The pace of new single-family home sales as measured in March has averaged 656,000 over the past 50 years and peaked at 1,328,000 in 2005.

28 thoughts on “New Home Sales Tumble While Inventory Jumps”
  1. There is also a flight to quality here in SF. Only the prime listings (based on location or quality)are selling over asking. They days of everything selling over asking seem to be on hold. I’m seeing lots of under bids on so-so listings these days.

  2. UPDATE: While the months of supply, a factor of both inventory levels and sales, is up 42.9 percent year-over-year, the number of new homes for sale is up 25 percent, since updated above.

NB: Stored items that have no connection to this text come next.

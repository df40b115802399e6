//! Contact database operations.

use rusqlite::{params, OptionalExtension, Row};

use super::{Database, DbError, DbResult};
use crate::models::{Contact, Lifecycle};

const CONTACT_COLUMNS: &str = "id, name, phone, whatsapp, email, date_of_birth, \
    document_number, sources, lifecycle, merged_into, created_at, updated_at";

impl Database {
    /// Insert a new contact.
    pub fn insert_contact(&self, contact: &Contact) -> DbResult<()> {
        let sources_json = serde_json::to_string(&contact.sources)?;

        self.conn.execute(
            r#"
            INSERT INTO contacts (
                id, name, phone, whatsapp, email, date_of_birth, document_number,
                sources, lifecycle, merged_into, created_at, updated_at
            ) VALUES (?1, ?2, ?3, ?4, ?5, ?6, ?7, ?8, ?9, ?10, ?11, ?12)
            "#,
            params![
                contact.id,
                contact.name,
                contact.phone,
                contact.whatsapp,
                contact.email,
                contact.date_of_birth,
                contact.document_number,
                sources_json,
                contact.lifecycle.as_str(),
                contact.merged_into,
                contact.created_at,
                contact.updated_at,
            ],
        )?;
        Ok(())
    }

    /// Update an existing contact.
    pub fn update_contact(&self, contact: &Contact) -> DbResult<bool> {
        let sources_json = serde_json::to_string(&contact.sources)?;

        let rows_affected = self.conn.execute(
            r#"
            UPDATE contacts SET
                name = ?2,
                phone = ?3,
                whatsapp = ?4,
                email = ?5,
                date_of_birth = ?6,
                document_number = ?7,
                sources = ?8,
                lifecycle = ?9,
                merged_into = ?10,
                updated_at = ?11
            WHERE id = ?1
            "#,
            params![
                contact.id,
                contact.name,
                contact.phone,
                contact.whatsapp,
                contact.email,
                contact.date_of_birth,
                contact.document_number,
                sources_json,
                contact.lifecycle.as_str(),
                contact.merged_into,
                contact.updated_at,
            ],
        )?;
        Ok(rows_affected > 0)
    }

    /// Get a contact by ID, regardless of lifecycle.
    pub fn get_contact(&self, id: &str) -> DbResult<Option<Contact>> {
        self.conn
            .query_row(
                &format!("SELECT {CONTACT_COLUMNS} FROM contacts WHERE id = ?"),
                [id],
                ContactRow::from_row,
            )
            .optional()?
            .map(TryInto::try_into)
            .transpose()
    }

    /// First active contact with this normalized WhatsApp number.
    pub fn find_contact_by_whatsapp(&self, whatsapp: &str) -> DbResult<Option<Contact>> {
        self.find_active_contact_by("whatsapp", whatsapp)
    }

    /// First active contact with this normalized email.
    pub fn find_contact_by_email(&self, email: &str) -> DbResult<Option<Contact>> {
        self.find_active_contact_by("email", email)
    }

    /// First active contact with this normalized phone number.
    pub fn find_contact_by_phone(&self, phone: &str) -> DbResult<Option<Contact>> {
        self.find_active_contact_by("phone", phone)
    }

    // `column` is always one of the fixed names above, never caller input.
    fn find_active_contact_by(&self, column: &str, value: &str) -> DbResult<Option<Contact>> {
        self.conn
            .query_row(
                &format!(
                    "SELECT {CONTACT_COLUMNS} FROM contacts \
                     WHERE {column} = ? AND lifecycle = 'active' \
                     ORDER BY created_at, rowid LIMIT 1"
                ),
                [value],
                ContactRow::from_row,
            )
            .optional()?
            .map(TryInto::try_into)
            .transpose()
    }

    /// Active contacts sharing a phone-like number or document with the given
    /// values, or whose name matches the FTS query. Used to retrieve duplicate
    /// candidates; `exclude_id` is left out of the result.
    pub fn find_contact_match_candidates(
        &self,
        exclude_id: &str,
        numbers: &[&str],
        document: Option<&str>,
        name_query: Option<&str>,
        limit: usize,
    ) -> DbResult<Vec<Contact>> {
        let mut found: Vec<Contact> = Vec::new();

        let push_unique = |contact: Contact, found: &mut Vec<Contact>| {
            if contact.id != exclude_id && !found.iter().any(|c| c.id == contact.id) {
                found.push(contact);
            }
        };

        for number in numbers {
            let mut stmt = self.conn.prepare(&format!(
                "SELECT {CONTACT_COLUMNS} FROM contacts \
                 WHERE (phone = ?1 OR whatsapp = ?1) AND lifecycle = 'active' \
                 LIMIT ?2"
            ))?;
            let rows = stmt.query_map(params![number, limit as i64], ContactRow::from_row)?;
            for row in rows {
                push_unique(row?.try_into()?, &mut found);
            }
        }

        if let Some(document) = document {
            let mut stmt = self.conn.prepare(&format!(
                "SELECT {CONTACT_COLUMNS} FROM contacts \
                 WHERE document_number = ?1 AND lifecycle = 'active' \
                 LIMIT ?2"
            ))?;
            let rows = stmt.query_map(params![document, limit as i64], ContactRow::from_row)?;
            for row in rows {
                push_unique(row?.try_into()?, &mut found);
            }
        }

        if let Some(query) = name_query {
            let mut stmt = self.conn.prepare(
                r#"
                SELECT c.id, c.name, c.phone, c.whatsapp, c.email, c.date_of_birth,
                       c.document_number, c.sources, c.lifecycle, c.merged_into,
                       c.created_at, c.updated_at
                FROM contacts_fts f
                JOIN contacts c ON c.rowid = f.rowid
                WHERE contacts_fts MATCH ?1 AND c.lifecycle = 'active'
                ORDER BY rank
                LIMIT ?2
                "#,
            )?;
            let rows = stmt.query_map(params![query, limit as i64], ContactRow::from_row)?;
            for row in rows {
                push_unique(row?.try_into()?, &mut found);
            }
        }

        Ok(found)
    }

    /// List active contacts ordered by name.
    pub fn list_active_contacts(&self) -> DbResult<Vec<Contact>> {
        let mut stmt = self.conn.prepare(&format!(
            "SELECT {CONTACT_COLUMNS} FROM contacts WHERE lifecycle = 'active' ORDER BY name"
        ))?;

        let rows = stmt.query_map([], ContactRow::from_row)?;

        let mut contacts = Vec::new();
        for row in rows {
            contacts.push(row?.try_into()?);
        }
        Ok(contacts)
    }

    /// Soft-deactivate a contact. Contacts are never physically deleted.
    pub fn set_contact_lifecycle(&self, id: &str, lifecycle: Lifecycle) -> DbResult<bool> {
        let rows_affected = self.conn.execute(
            "UPDATE contacts SET lifecycle = ?2, updated_at = ?3 WHERE id = ?1",
            params![id, lifecycle.as_str(), chrono::Utc::now().to_rfc3339()],
        )?;
        Ok(rows_affected > 0)
    }
}

/// Intermediate row struct for database mapping.
struct ContactRow {
    id: String,
    name: String,
    phone: Option<String>,
    whatsapp: Option<String>,
    email: Option<String>,
    date_of_birth: Option<String>,
    document_number: Option<String>,
    sources: String,
    lifecycle: String,
    merged_into: Option<String>,
    created_at: String,
    updated_at: String,
}

impl ContactRow {
    fn from_row(row: &Row<'_>) -> rusqlite::Result<Self> {
        Ok(Self {
            id: row.get(0)?,
            name: row.get(1)?,
            phone: row.get(2)?,
            whatsapp: row.get(3)?,
            email: row.get(4)?,
            date_of_birth: row.get(5)?,
            document_number: row.get(6)?,
            sources: row.get(7)?,
            lifecycle: row.get(8)?,
            merged_into: row.get(9)?,
            created_at: row.get(10)?,
            updated_at: row.get(11)?,
        })
    }
}

impl TryFrom<ContactRow> for Contact {
    type Error = DbError;

    fn try_from(row: ContactRow) -> Result<Self, Self::Error> {
        let sources: Vec<String> = serde_json::from_str(&row.sources)?;
        let lifecycle = Lifecycle::parse(&row.lifecycle)
            .ok_or_else(|| DbError::Constraint(format!("Unknown lifecycle: {}", row.lifecycle)))?;

        Ok(Contact {
            id: row.id,
            name: row.name,
            phone: row.phone,
            whatsapp: row.whatsapp,
            email: row.email,
            date_of_birth: row.date_of_birth,
            document_number: row.document_number,
            sources,
            lifecycle,
            merged_into: row.merged_into,
            created_at: row.created_at,
            updated_at: row.updated_at,
        })
    }
}

#[cfg(test)]
mod tests {
    use super::*;
    use crate::models::ContactDraft;

    fn setup_db() -> Database {
        Database::open_in_memory().unwrap()
    }

    fn contact(name: &str, whatsapp: Option<&str>) -> Contact {
        let mut draft = ContactDraft::new(name);
        draft.whatsapp = whatsapp.map(Into::into);
        Contact::from_draft(&draft)
    }

    #[test]
    fn test_insert_and_get() {
        let db = setup_db();

        let mut c = contact("Ana Silva", Some("11987654321"));
        c.sources = vec!["newsletter".into()];
        db.insert_contact(&c).unwrap();

        let retrieved = db.get_contact(&c.id).unwrap().unwrap();
        assert_eq!(retrieved, c);
    }

    #[test]
    fn test_find_by_channel_ignores_inactive() {
        let db = setup_db();

        let c = contact("Ana Silva", Some("11987654321"));
        db.insert_contact(&c).unwrap();
        assert!(db.find_contact_by_whatsapp("11987654321").unwrap().is_some());

        db.set_contact_lifecycle(&c.id, Lifecycle::Inactive).unwrap();
        assert!(db.find_contact_by_whatsapp("11987654321").unwrap().is_none());

        // Still readable by ID
        let retrieved = db.get_contact(&c.id).unwrap().unwrap();
        assert_eq!(retrieved.lifecycle, Lifecycle::Inactive);
    }

    #[test]
    fn test_update_contact() {
        let db = setup_db();

        let mut c = contact("Ana Silva", None);
        db.insert_contact(&c).unwrap();

        c.email = Some("ana@x.com".into());
        c.sources.push("public-scheduling".into());
        assert!(db.update_contact(&c).unwrap());

        let retrieved = db.find_contact_by_email("ana@x.com").unwrap().unwrap();
        assert_eq!(retrieved.id, c.id);
        assert_eq!(retrieved.sources, vec!["public-scheduling".to_string()]);
    }

    #[test]
    fn test_match_candidates() {
        let db = setup_db();

        let ana = contact("Ana Silva", Some("11987654321"));
        let ana_phone = {
            let mut c = contact("A. Souza", None);
            c.phone = Some("11987654321".into());
            c
        };
        let ana_name = contact("Ana Maria Silva", None);
        let bruno = contact("Bruno Costa", Some("21999990000"));
        for c in [&ana, &ana_phone, &ana_name, &bruno] {
            db.insert_contact(c).unwrap();
        }

        let found = db
            .find_contact_match_candidates(
                &ana.id,
                &["11987654321"],
                None,
                Some("\"ana\" OR \"silva\""),
                20,
            )
            .unwrap();

        let ids: Vec<&str> = found.iter().map(|c| c.id.as_str()).collect();
        assert!(ids.contains(&ana_phone.id.as_str()));
        assert!(ids.contains(&ana_name.id.as_str()));
        assert!(!ids.contains(&ana.id.as_str()));
        assert!(!ids.contains(&bruno.id.as_str()));
    }

    #[test]
    fn test_malformed_sources_is_error() {
        let db = setup_db();
        db.conn()
            .execute(
                "INSERT INTO contacts (id, name, sources) VALUES ('bad', 'Broken', 'not json')",
                [],
            )
            .unwrap();
        assert!(db.get_contact("bad").is_err());
    }
}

  3. I think the bull case for lower value homes outside hot metros like SF is that potential millenial household formation continues with each passing day.
    I remember a recent quote on the order of 1.1mm+ new households per year average over the past 10 years. If we are running at 3-400K new homes per year and 300k new apartments (2012), there is some sort of demand accruing, or at a minimum, a lot of frustration accruing for parents (grandparents?) with full houses.
    New buyer purchasing power will ultimately come from jobs, and until employment really starts to kick back in, we are going to continue to enjoy these lower borrowing rates for longer than people forecast.
    Also, we need to radically change how politicians and lenders sell the merits of student loan debt to the public and to underage kids. That’s a debate for another time and comment section I readily acknowledge.

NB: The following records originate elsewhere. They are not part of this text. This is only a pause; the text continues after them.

//! Error types and handling for the `geofinder` pipeline

use thiserror::Error;

/// Failure of a single provider lookup (geocode, reverse geocode, weather)
#[derive(Error, Debug, Clone, PartialEq)]
pub enum LookupError {
    /// Transport-level failure: unreachable host, timeout, non-success status
    #[error("Network error: {message}")]
    Network { message: String },

    /// The provider answered but the response did not have the expected shape
    #[error("Parse error: {message}")]
    Parse { message: String },

    /// A committed query resolved to a well-formed but empty result set
    #[error("No administrative boundaries found for '{query}'")]
    NoResults { query: String },
}

impl LookupError {
    /// Create a new network error
    pub fn network<S: Into<String>>(message: S) -> Self {
        Self::Network {
            message: message.into(),
        }
    }

    /// Create a new parse error
    pub fn parse<S: Into<String>>(message: S) -> Self {
        Self::Parse {
            message: message.into(),
        }
    }

    /// Create a new no-results error
    pub fn no_results<S: Into<String>>(query: S) -> Self {
        Self::NoResults {
            query: query.into(),
        }
    }

    /// Get a user-friendly error message
    #[must_use]
    pub fn user_message(&self) -> String {
        match self {
            LookupError::Network { .. } => {
                "Unable to reach the lookup service. Please check your internet connection."
                    .to_string()
            }
            LookupError::Parse { .. } => {
                "The lookup service returned an unexpected response.".to_string()
            }
            LookupError::NoResults { .. } => "No administrative boundaries found.".to_string(),
        }
    }
}

impl From<reqwest_middleware::Error> for LookupError {
    fn from(err: reqwest_middleware::Error) -> Self {
        LookupError::network(err.to_string())
    }
}

impl From<reqwest::Error> for LookupError {
    fn from(err: reqwest::Error) -> Self {
        if err.is_decode() {
            LookupError::parse(err.to_string())
        } else {
            LookupError::network(err.to_string())
        }
    }
}

impl From<serde_json::Error> for LookupError {
    fn from(err: serde_json::Error) -> Self {
        LookupError::parse(err.to_string())
    }
}

/// Application-level error type for `geofinder`
#[derive(Error, Debug)]
pub enum GeofinderError {
    /// Configuration-related errors
    #[error("Configuration error: {message}")]
    Config { message: String },

    /// Provider lookup errors
    #[error(transparent)]
    Lookup(#[from] LookupError),

    /// I/O operation errors
    #[error("I/O error: {source}")]
    Io {
        #[from]
        source: std::io::Error,
    },
}

impl GeofinderError {
    /// Create a new configuration error
    pub fn config<S: Into<String>>(message: S) -> Self {
        Self::Config {
            message: message.into(),
        }
    }

    /// Get a user-friendly error message
    #[must_use]
    pub fn user_message(&self) -> String {
        match self {
            GeofinderError::Config { .. } => {
                "Configuration error. Please check your config file and API keys.".to_string()
            }
            GeofinderError::Lookup(err) => err.user_message(),
            GeofinderError::Io { .. } => {
                "Terminal I/O failed. Please check the console you are running in.".to_string()
            }
        }
    }
}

  4. Eddy, are you really paying attention to middle of the road type listings such as SFRs in the Sunset and condos in the Richmond, or even Excelsior or Oceanside? Because decent properties in those areas are selling for over asking regularly. Whatever “over asking” might mean or not.

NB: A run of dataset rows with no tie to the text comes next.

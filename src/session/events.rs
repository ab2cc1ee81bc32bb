//! Messages into and out of a [`SearchSession`](super::SearchSession)

use crate::cache::RecentEntry;
use crate::models::{AddressDetail, BoundaryCandidate, WeatherSnapshot};
use crate::view_fit::{ViewFitPlan, Viewport};
use crate::LookupError;

/// What a commit refers to
#[derive(Debug, Clone, PartialEq)]
pub enum CommitTarget {
    /// A suggestion the user clicked
    Candidate(BoundaryCandidate),
    /// Raw text submitted with Enter; resolved to its first candidate
    Query(String),
}

/// User input delivered to the session by whatever drives the UI
#[derive(Debug, Clone, PartialEq)]
pub enum SessionCommand {
    Typed(String),
    Commit(CommitTarget),
    Clear,
    Recall(RecentEntry),
    ViewportChanged(Viewport),
}

/// Output consumed by the presentation sinks
#[derive(Debug, Clone, PartialEq)]
pub enum PresentationEvent {
    /// New suggestion list; empty means "hide suggestions"
    SuggestionsChanged(Vec<BoundaryCandidate>),
    /// The selection or one of its panels changed.
    ///
    /// `address`/`weather` are `None` until the matching lookup for this
    /// selection succeeds; sinks keep whatever they displayed before.
    SelectionChanged {
        candidate: BoundaryCandidate,
        address: Option<AddressDetail>,
        weather: Option<WeatherSnapshot>,
    },
    ViewPlanReady(ViewFitPlan),
    RecentListChanged(Vec<RecentEntry>),
    /// Reset to the world view and placeholder panels
    Cleared,
    /// A commit could not select anything; the previous selection stands
    CommitFailed(LookupError),
}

  5. Well…well…well I guess this means all those Hedge funds have stopped buying homes.
    Housing recovery…..and I believe in the tooth fairy too.
    I’d be betting on falling interest rates before I’d put any money on a true housing recovery. True nation wide unemployment will remain at or above 6.5% for awhile longer.
    And here is why.
    Anecdotally, I spoke with two small business owners the other day, one on the West coast and one on the East coast.
    Each had weathered the “Great Recession” intact.
    They both tell me they have recovered and their business has improved. Each one said they are doing more business with higher profit margins…but with less employees! Much less!
    Neither had any plans to do any future hiring….zip…Nada. Both stated, “regulatory issues” and “government interference” are their reasons for not hiring. They both said, “they would rather give up expanding or taking on new projects than hire new employees”.
    So until these small business owners start hiring I wouldn’t be holding my breath for any “housing recovery”.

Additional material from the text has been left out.